TASK DETAILS: Copy all lines in the material holding the string "RequestError".

******

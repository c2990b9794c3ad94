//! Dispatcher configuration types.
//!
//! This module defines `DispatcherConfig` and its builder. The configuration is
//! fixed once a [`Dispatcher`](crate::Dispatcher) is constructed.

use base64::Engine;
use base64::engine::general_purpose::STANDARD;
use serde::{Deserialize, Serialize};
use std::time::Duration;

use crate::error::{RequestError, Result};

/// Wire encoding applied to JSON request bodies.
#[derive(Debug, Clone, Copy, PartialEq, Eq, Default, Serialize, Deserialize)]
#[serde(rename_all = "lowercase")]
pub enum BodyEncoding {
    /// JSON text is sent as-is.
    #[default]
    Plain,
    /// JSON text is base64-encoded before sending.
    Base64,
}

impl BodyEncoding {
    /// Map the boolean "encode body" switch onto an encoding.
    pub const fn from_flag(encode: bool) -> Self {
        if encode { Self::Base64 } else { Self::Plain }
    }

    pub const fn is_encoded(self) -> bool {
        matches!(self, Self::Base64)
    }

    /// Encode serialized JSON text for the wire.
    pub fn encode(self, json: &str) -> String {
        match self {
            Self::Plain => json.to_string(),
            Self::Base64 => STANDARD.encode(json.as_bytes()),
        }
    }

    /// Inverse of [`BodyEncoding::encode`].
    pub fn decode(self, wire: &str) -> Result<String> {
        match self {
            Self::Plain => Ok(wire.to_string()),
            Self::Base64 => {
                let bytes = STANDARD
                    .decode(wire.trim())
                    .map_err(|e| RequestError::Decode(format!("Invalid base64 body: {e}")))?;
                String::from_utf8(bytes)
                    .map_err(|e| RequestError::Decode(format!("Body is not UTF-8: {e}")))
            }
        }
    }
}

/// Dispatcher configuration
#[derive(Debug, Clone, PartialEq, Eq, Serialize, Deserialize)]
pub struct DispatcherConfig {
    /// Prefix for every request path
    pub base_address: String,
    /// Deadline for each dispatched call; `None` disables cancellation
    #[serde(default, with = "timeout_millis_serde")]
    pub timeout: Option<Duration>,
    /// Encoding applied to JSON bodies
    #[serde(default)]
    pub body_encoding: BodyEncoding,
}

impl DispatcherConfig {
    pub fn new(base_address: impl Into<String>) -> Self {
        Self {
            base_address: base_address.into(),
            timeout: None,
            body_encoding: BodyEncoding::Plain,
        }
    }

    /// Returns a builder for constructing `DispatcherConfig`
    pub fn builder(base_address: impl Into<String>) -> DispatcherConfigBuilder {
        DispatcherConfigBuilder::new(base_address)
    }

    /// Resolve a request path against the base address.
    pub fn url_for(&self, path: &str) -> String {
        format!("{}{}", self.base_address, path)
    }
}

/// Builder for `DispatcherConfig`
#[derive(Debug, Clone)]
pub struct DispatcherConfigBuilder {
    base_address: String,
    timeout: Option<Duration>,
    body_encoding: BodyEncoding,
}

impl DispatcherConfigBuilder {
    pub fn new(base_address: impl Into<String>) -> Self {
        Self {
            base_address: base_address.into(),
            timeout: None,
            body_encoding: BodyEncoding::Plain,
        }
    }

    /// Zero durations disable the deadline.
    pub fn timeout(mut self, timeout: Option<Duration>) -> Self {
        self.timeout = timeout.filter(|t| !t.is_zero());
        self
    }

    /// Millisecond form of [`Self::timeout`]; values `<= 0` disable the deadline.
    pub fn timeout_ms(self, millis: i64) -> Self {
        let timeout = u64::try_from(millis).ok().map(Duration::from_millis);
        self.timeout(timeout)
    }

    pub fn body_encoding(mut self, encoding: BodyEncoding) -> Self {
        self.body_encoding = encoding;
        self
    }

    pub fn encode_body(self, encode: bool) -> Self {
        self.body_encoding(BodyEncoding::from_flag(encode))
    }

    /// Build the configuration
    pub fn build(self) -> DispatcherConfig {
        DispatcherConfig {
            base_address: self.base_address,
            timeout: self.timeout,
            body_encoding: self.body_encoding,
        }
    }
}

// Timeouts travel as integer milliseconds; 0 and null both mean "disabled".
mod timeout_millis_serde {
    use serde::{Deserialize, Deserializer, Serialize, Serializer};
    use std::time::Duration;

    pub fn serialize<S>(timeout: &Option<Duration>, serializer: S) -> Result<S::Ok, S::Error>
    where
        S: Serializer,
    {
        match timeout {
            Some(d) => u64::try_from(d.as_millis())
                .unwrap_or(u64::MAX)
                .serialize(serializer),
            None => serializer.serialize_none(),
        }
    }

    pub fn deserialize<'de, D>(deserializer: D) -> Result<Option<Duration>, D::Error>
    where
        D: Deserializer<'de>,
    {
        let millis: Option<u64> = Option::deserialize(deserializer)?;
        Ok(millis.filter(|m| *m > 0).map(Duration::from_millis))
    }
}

******

SOLUTION TO THIS PROBLEM:
use crate::error::{RequestError, Result};
                    .map_err(|e| RequestError::Decode(format!("Invalid base64 body: {e}")))?;
                    .map_err(|e| RequestError::Decode(format!("Body is not UTF-8: {e}")))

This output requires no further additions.